Download or read book The Autonomy of Mathematical Knowledge written by Curtis Franks and published by Cambridge University Press. This book was released on 2009-10-08 with total page 229 pages. Available in PDF, EPUB and Kindle. Book excerpt: This study reconstructs, analyses and re-evaluates the programme of influential mathematical thinker David Hilbert, presenting it in a different light.

Download or read book The Autonomy of Mathematical Knowledge written by Assistant Professor of Philosophy Curtis Franks and published by . This book was released on 2014-05-14 with total page 229 pages. Available in PDF, EPUB and Kindle. Book excerpt: This study reconstructs, analyses and re-evaluates the programme of influential mathematical thinker David Hilbert, presenting it in a different light.

Download or read book Modeling with Mathematics written by Nancy Butler Wolf and published by Heinemann Educational Books. This book was released on 2015 with total page 0 pages. Available in PDF, EPUB and Kindle. Book excerpt: "Nancy's in-depth look at mathematical modeling offers middle school teachers the kind of practical help they need for incorporating modeling into their classrooms." -Cathy Seeley, Past President of NCTM, author of Faster Isn't Smarter and Smarter Than We Think "This is the book that math teachers and parents have been waiting for. Nancy provides a comprehensive step-by-step guide to modeling in mathematics at the middle school level." -David E. Drew, author of STEM the Tide: Reforming Science, Technology, Engineering, and Math Education in America We all use math to analyze everyday situations we encounter. Whether we realize it or not, we're modeling with mathematics: taking a complex situation and figuring out what we need to make sense of it. In Modeling with Mathematics, Nancy Butler Wolf shows that math is most powerful when it means something to students. She provides clear, friendly guidance for teachers to use authentic modeling projects in their classrooms and help their students develop key problem-solving skills, including: collecting data and formulating a mathematical model interpreting results and comparing them to reality learning to communicate their solutions in meaningful ways. This kind of teaching can be challenging because it is open-ended: it asks students to make decisions about their approach to a scenario, the information they will need, and the tools they will use. But Nancy proves there is ample middle ground between doing all of the work for your students and leaving them to flail in the dark. Through detailed examples and hands-on activities, Nancy shows how to guide your students to become active participants in mathematical explorations who are able to answer the question, "What did I just figure out?" Her approach values all students as important contributors and shows how instruction focused on mathematical modeling engages every learner regardless of their prior history of success or failure in math.

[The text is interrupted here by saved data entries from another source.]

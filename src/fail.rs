//! `o4 fail`: the terminal pipeline sink.
//!
//! Anything that reaches the end of a sync pipeline is a file that did not
//! make it. This stage swallows the stream, prints a categorized summary of
//! leftover records and accumulated passthrough messages, and decides the
//! pipeline's fate: records or error messages fail it; warnings alone mark
//! the sync incomplete but let it pass.

use std::io::BufRead;
use std::path::Path;

use anyhow::{Result, bail};
use o4_fstat::cache;
use o4_fstat::record::{Line, PassKind, decode_line, parse_passthrough};

const MAX_LISTED: usize = 100;

pub fn run(input: &mut dyn BufRead) -> Result<()> {
    let mut files: Vec<String> = Vec::new();
    let mut rejected: u64 = 0;
    let mut infos: Vec<String> = Vec::new();
    let mut warnings: Vec<String> = Vec::new();
    let mut errors: Vec<String> = Vec::new();

    for line in input.lines() {
        let line = line?;
        match decode_line(&line)? {
            Line::Blank => {}
            Line::Passthrough(raw) => {
                if let Some((kind, msg)) = parse_passthrough(&raw) {
                    match kind {
                        PassKind::Info => infos.push(msg.to_owned()),
                        PassKind::Warn => warnings.push(msg.to_owned()),
                        PassKind::Err => errors.push(msg.to_owned()),
                    }
                }
            }
            Line::Record(record) => {
                rejected += 1;
                if files.len() < MAX_LISTED {
                    files.push(format!("  {}#{}", record.path, record.revision));
                }
            }
        }
    }

    if rejected == 0 && infos.is_empty() && warnings.is_empty() && errors.is_empty() {
        return Ok(());
    }

    for (label, messages) in [("INFO", &mut infos), ("WARNING", &mut warnings)] {
        if !messages.is_empty() {
            messages.sort();
            eprintln!("*** {label}:\n\t{}", messages.join("\n\t"));
        }
    }
    if !files.is_empty() {
        files.sort();
        eprintln!("These files did not sync");
        eprintln!("{}", files.join("\n"));
        if rejected as usize != files.len() {
            eprintln!("  ...and {} others!", rejected - files.len() as u64);
        }
    }
    if !errors.is_empty() {
        errors.sort();
        eprintln!("*** ERROR:\n\t{}", errors.join("\n\t"));
    }

    if rejected > 0 || !errors.is_empty() {
        let s = if rejected == 1 { "" } else { "s" };
        bail!("pipeline ended with {rejected} file{s} rejected");
    }
    if !warnings.is_empty() {
        // Warnings only: a soft failure. The sync completes but must not
        // publish its changelist marker.
        cache::set_incomplete(Path::new(".o4"))?;
    }
    Ok(())
}
//! `o4 fstat`: stream fstat records for a depot directory.
//!
//! The source stage of every pipeline. Forward mode streams the merge
//! iterator for `(previous, changelist]`, optionally thinning through
//! `--drop`/`--keep` path lists. Reverse mode (`previous > changelist`)
//! enumerates what should exist at the target, synthesizes delete records
//! for files added in between, and replays the target stream.
//!
//! The merge iterator must always be run dry — even when a `--keep` list is
//! exhausted early — or the new cache file is lost and the next sync
//! repeats the server work.

use std::collections::HashSet;
use std::fs;
use std::io::Write;
use std::path::PathBuf;

use anyhow::{Result, bail};
use o4_fstat::cache;
use o4_fstat::record::Revision;
use o4_fstat::server::FstatServer;
use o4_fstat::{FstatMerge, FstatRecord, MergeOptions};
use tracing::{debug, info};

use crate::config::O4Config;
use crate::context::Context;

/// Checksum for `--add` dummy records; recognizably fake, never matches
/// content.
const ADDED_CHECKSUM: &str = "DEADFACEDEADFACEDEADFACEDEADFACE";

#[derive(Clone, Debug, Default)]
pub struct FstatOptions {
    pub changelist: u64,
    /// Emit only changes after this changelist (`--changed`).
    pub previous: Option<u64>,
    /// File listing paths to exclude.
    pub drop: Option<PathBuf>,
    /// File listing the only paths to include.
    pub keep: Option<PathBuf>,
    /// Paths to emit dummy entries for (unsubmitted renames).
    pub add: Vec<String>,
    /// Format string printed after the stream; `{actual_cl}` and
    /// `{changelist}` interpolate.
    pub report: Option<String>,
    /// Only build the cache file; no streaming.
    pub quiet: bool,
    /// Reverse sync: sync every file, not just the keep set.
    pub force: bool,
    pub verbose: bool,
}

pub fn run(
    ctx: &Context,
    config: &O4Config,
    opts: &FstatOptions,
    out: &mut dyn Write,
) -> Result<Option<u64>> {
    let o4_dir = PathBuf::from(".o4");
    let changelist = opts.changelist;
    let mut previous = opts.previous.unwrap_or(0);
    debug!(changelist, previous, "o4 fstat");
    if previous != 0 && previous == changelist {
        return Ok(Some(changelist));
    }

    let new_merge = |to_cl: u64, from_cl: u64| {
        FstatMerge::new(MergeOptions {
            depot_path: ctx.depot_path.clone(),
            to_cl,
            from_cl,
            o4_dir: o4_dir.clone(),
            server: config.fstat_server().map(FstatServer::new),
        })
    };

    if opts.quiet {
        if opts.drop.is_some() || opts.keep.is_some() {
            bail!("quiet fstat does not support --drop or --keep");
        }
        let actual = new_merge(changelist, previous).drain()?;
        if let Some(cl) = actual {
            info!(cache = %format!("{}/{cl}.fstat.gz", o4_dir.display()), "created fstat cache");
        }
        write_report(opts, out, actual, changelist)?;
        return Ok(actual);
    }

    let mut drop_set = read_path_list(&opts.drop)?;
    let mut keep_set = read_path_list(&opts.keep)?;
    for fname in &opts.add {
        let dummy = FstatRecord {
            changelist,
            path: fname.clone(),
            revision: Revision::UseCl,
            size: Default::default(),
            checksum: ADDED_CHECKSUM.to_owned(),
        };
        writeln!(out, "{}", dummy.encode())?;
    }

    if previous > changelist {
        // Reverse sync: anything added in (changelist, previous] has to go.
        let mut past_paths: HashSet<String> = HashSet::new();
        let mut past = new_merge(changelist, 0);
        for record in &mut past {
            past_paths.insert(record?.path);
        }

        let drop = drop_set.get_or_insert_with(HashSet::new);
        let keep = keep_set.get_or_insert_with(HashSet::new);
        let mut added = new_merge(previous, changelist);
        for record in &mut added {
            let record = record?;
            if !past_paths.contains(&record.path) {
                writeln!(
                    out,
                    "{}",
                    FstatRecord::delete(changelist, record.path.clone()).encode()
                )?;
                if opts.force {
                    drop.insert(record.path);
                }
            } else if !opts.force {
                keep.insert(record.path);
            }
        }
        previous = 0;
    }

    // A path in both lists is dropped: the drop list is the open-file list,
    // and open files must never reach the sync.
    if let (Some(drop), Some(keep)) = (&drop_set, &mut keep_set) {
        keep.retain(|p| !drop.contains(p));
    }
    let mut drop_set = drop_set.filter(|s| !s.is_empty());
    let mut keep_set = keep_set.filter(|s| !s.is_empty());

    let mut n_records: u64 = 0;
    let mut n_deleted: u64 = 0;
    let mut merge = new_merge(changelist, previous);
    while let Some(record) = merge.next() {
        let record = record?;
        n_records += 1;
        if record.is_delete() {
            n_deleted += 1;
        }
        if let Some(drop) = &mut drop_set {
            if drop.remove(&record.path) {
                continue;
            }
        }
        if let Some(keep) = &mut keep_set {
            if !keep.remove(&record.path) {
                continue;
            }
            if keep.is_empty() {
                writeln!(out, "{}", record.encode())?;
                // The keep list is satisfied; run the iterator dry so the
                // cache still gets written.
                merge.drain()?;
                break;
            }
        }
        writeln!(out, "{}", record.encode())?;
    }
    merge.drain()?;

    let actual = cache::find_nearest(&o4_dir, changelist).map(|(cl, _)| cl);
    if opts.verbose {
        eprintln!("# fstat records: {n_records} ({n_deleted} deletes)");
    }
    write_report(opts, out, actual, changelist)?;
    Ok(actual)
}

fn write_report(
    opts: &FstatOptions,
    out: &mut dyn Write,
    actual: Option<u64>,
    changelist: u64,
) -> Result<()> {
    if let Some(fmt) = &opts.report {
        let actual = actual.unwrap_or(0);
        let line = fmt
            .replace("{actual_cl}", &actual.to_string())
            .replace("{changelist}", &changelist.to_string());
        writeln!(out, "{line}")?;
    }
    Ok(())
}

fn read_path_list(path: &Option<PathBuf>) -> Result<Option<HashSet<String>>> {
    match path {
        None => Ok(None),
        Some(path) => {
            let content = fs::read_to_string(path)?;
            Ok(Some(content.lines().map(str::to_owned).collect()))
        }
    }
}
//! Codec for the python-marshal dictionaries `p4 -G` writes on stdout.
//!
//! p4 emits marshal format 0 and uses only four of its tags: `{` opens a
//! dictionary, `s` is a length-prefixed byte string, `i` is a 32-bit
//! little-endian integer, and `0` terminates the dictionary. Anything else
//! in the stream means the output is not from `p4 -G` and is rejected.

use std::io::{self, BufRead, Read};

use thiserror::Error;

/// A single value inside a p4 result dictionary.
///
/// p4 writes nearly everything as byte strings; integers show up in fields
/// like `severity` and `generic` on error records.
#[derive(Clone, Debug, PartialEq, Eq)]
pub enum Value {
    Bytes(Vec<u8>),
    Int(i32),
}

impl Value {
    /// The value as UTF-8 text, replacing invalid sequences.
    pub fn as_text(&self) -> String {
        match self {
            Self::Bytes(b) => String::from_utf8_lossy(b).into_owned(),
            Self::Int(i) => i.to_string(),
        }
    }

    pub fn as_bytes(&self) -> Option<&[u8]> {
        match self {
            Self::Bytes(b) => Some(b),
            Self::Int(_) => None,
        }
    }
}

/// Errors produced while decoding a marshal stream.
#[derive(Debug, Error)]
pub enum MarshalError {
    #[error("unexpected marshal tag 0x{tag:02x} (not p4 -G output?)")]
    UnexpectedTag { tag: u8 },

    #[error("marshal stream truncated mid-object")]
    Truncated,

    #[error("marshal string length {len} exceeds sanity limit")]
    OversizedString { len: u32 },

    #[error("I/O error reading marshal stream: {0}")]
    Io(#[from] io::Error),
}

// A single fstat record for a large depot stays well under this; anything
// larger is a corrupt stream.
const MAX_STRING: u32 = 64 * 1024 * 1024;

/// Read one dictionary from the stream.
///
/// Returns `Ok(None)` on a clean EOF at an object boundary. EOF anywhere
/// inside an object is [`MarshalError::Truncated`].
pub fn read_dict(r: &mut impl BufRead) -> Result<Option<Vec<(Vec<u8>, Value)>>, MarshalError> {
    let tag = match read_tag(r)? {
        Some(t) => t,
        None => return Ok(None),
    };
    if tag != b'{' {
        return Err(MarshalError::UnexpectedTag { tag });
    }
    let mut entries = Vec::new();
    loop {
        let tag = read_tag(r)?.ok_or(MarshalError::Truncated)?;
        if tag == b'0' {
            return Ok(Some(entries));
        }
        let key = match read_value(r, tag)? {
            Value::Bytes(b) => b,
            Value::Int(i) => i.to_string().into_bytes(),
        };
        let tag = read_tag(r)?.ok_or(MarshalError::Truncated)?;
        let value = read_value(r, tag)?;
        entries.push((key, value));
    }
}

fn read_tag(r: &mut impl BufRead) -> Result<Option<u8>, MarshalError> {
    let mut buf = [0u8; 1];
    match r.read_exact(&mut buf) {
        Ok(()) => Ok(Some(buf[0])),
        Err(e) if e.kind() == io::ErrorKind::UnexpectedEof => Ok(None),
        Err(e) => Err(e.into()),
    }
}

fn read_value(r: &mut impl BufRead, tag: u8) -> Result<Value, MarshalError> {
    match tag {
        b's' => {
            let len = read_u32(r)?;
            if len > MAX_STRING {
                return Err(MarshalError::OversizedString { len });
            }
            let mut buf = vec![0u8; len as usize];
            r.read_exact(&mut buf).map_err(map_eof)?;
            Ok(Value::Bytes(buf))
        }
        b'i' => Ok(Value::Int(read_u32(r)? as i32)),
        other => Err(MarshalError::UnexpectedTag { tag: other }),
    }
}

fn read_u32(r: &mut impl Read) -> Result<u32, MarshalError> {
    let mut buf = [0u8; 4];
    r.read_exact(&mut buf).map_err(map_eof)?;
    Ok(u32::from_le_bytes(buf))
}

fn map_eof(e: io::Error) -> MarshalError {
    if e.kind() == io::ErrorKind::UnexpectedEof {
        MarshalError::Truncated
    } else {
        MarshalError::Io(e)
    }
}

/// Encode a dictionary the way `p4 -G` would.
///
/// The inverse of [`read_dict`]; the production code only decodes, but test
/// fixtures standing in for p4 need to write the wire form.
pub fn write_dict(out: &mut Vec<u8>, entries: &[(&str, Value)]) {
    out.push(b'{');
    for (key, value) in entries {
        write_value(out, &Value::Bytes(key.as_bytes().to_vec()));
        write_value(out, value);
    }
    out.push(b'0');
}

fn write_value(out: &mut Vec<u8>, value: &Value) {
    match value {
        Value::Bytes(b) => {
            out.push(b's');
            out.extend_from_slice(&(b.len() as u32).to_le_bytes());
            out.extend_from_slice(b);
        }
        Value::Int(i) => {
            out.push(b'i');
            out.extend_from_slice(&i.to_le_bytes());
        }
    }
}

#[cfg(test)]
mod tests {
    use super::*;
    use std::io::Cursor;

    fn bytes(s: &str) -> Value {
        Value::Bytes(s.as_bytes().to_vec())
    }

    #[test]
    fn round_trips_a_stat_dict() {
        let mut wire = Vec::new();
        write_dict(
            &mut wire,
            &[
                ("code", bytes("stat")),
                ("depotFile", bytes("//depot/dir/a.txt")),
                ("headRev", bytes("3")),
            ],
        );
        let mut cursor = Cursor::new(wire);
        let dict = read_dict(&mut cursor).unwrap().unwrap();
        assert_eq!(dict.len(), 3);
        assert_eq!(dict[0], (b"code".to_vec(), bytes("stat")));
        assert_eq!(dict[1].1, bytes("//depot/dir/a.txt"));
        assert!(read_dict(&mut cursor).unwrap().is_none());
    }

    #[test]
    fn decodes_integer_fields() {
        let mut wire = Vec::new();
        write_dict(
            &mut wire,
            &[
                ("code", bytes("error")),
                ("severity", Value::Int(3)),
                ("generic", Value::Int(38)),
            ],
        );
        let dict = read_dict(&mut Cursor::new(wire)).unwrap().unwrap();
        assert_eq!(dict[1].1, Value::Int(3));
        assert_eq!(dict[2].1.as_text(), "3");
    }

    #[test]
    fn multiple_dicts_stream_back_to_back() {
        let mut wire = Vec::new();
        write_dict(&mut wire, &[("code", bytes("stat"))]);
        write_dict(&mut wire, &[("code", bytes("info"))]);
        let mut cursor = Cursor::new(wire);
        assert!(read_dict(&mut cursor).unwrap().is_some());
        assert!(read_dict(&mut cursor).unwrap().is_some());
        assert!(read_dict(&mut cursor).unwrap().is_none());
    }

    #[test]
    fn rejects_non_marshal_input() {
        let mut cursor = Cursor::new(b"Perforce password (P4PASSWD) invalid".to_vec());
        assert!(matches!(
            read_dict(&mut cursor),
            Err(MarshalError::UnexpectedTag { tag: b'P' })
        ));
    }

    #[test]
    fn truncation_inside_an_object_is_an_error() {
        let mut wire = Vec::new();
        write_dict(&mut wire, &[("code", bytes("stat"))]);
        wire.truncate(wire.len() - 3);
        assert!(matches!(
            read_dict(&mut Cursor::new(wire)),
            Err(MarshalError::Truncated)
        ));
    }
}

Download or read book Math Worlds written by Sal P. Restivo and published by SUNY Press. This book was released on 1993-01-01 with total page 302 pages. Available in PDF, EPUB and Kindle. Book excerpt: An international group of distinguished scholars brings a variety of resources to bear on the major issues in the study and teaching of mathematics, and on the problem of understanding mathematics as a cultural and social phenomenon. All are guided by the notion that our understanding of mathematical knowledge must be grounded in and reflect the realities of mathematical practice. Chapters on the philosophy of mathematics illustrate the growing influence of a pragmatic view in a field traditionally dominated by platonic perspectives. In a section on mathematics, politics, and pedagogy, the emphasis is on politics and values in mathematics education. Issues addressed include gender and mathematics, applied mathematics and social concerns, and the reflective and dialogical nature of mathematical knowledge. The concluding section deals with the history and sociology of mathematics, and with mathematics and social change. Contributors include Philip J. Davis, Helga Jungwirth, Nel Noddings, Yehuda Rav, Michael D. Resnik, Ole Skovsmose, and Thomas Tymoczko.

Download or read book Mathematical Knowledge written by Mary Leng and published by Oxford University Press. This book was released on 2007-11-15 with total page 199 pages. Available in PDF, EPUB and Kindle. Book excerpt: What is the nature of mathematical knowledge? Is it anything like scientific knowledge or is it sui generis? How do we acquire it? Should we believe what mathematicians themselves tell us about it? Are mathematical concepts innate or acquired? Eight new essays offer answers to these and many other questions. Written by some of the world's leading philosophers of mathematics, psychologists, and mathematicians, Mathematical Knowledge gives a lively sense of the current state of debate in this fascinating field.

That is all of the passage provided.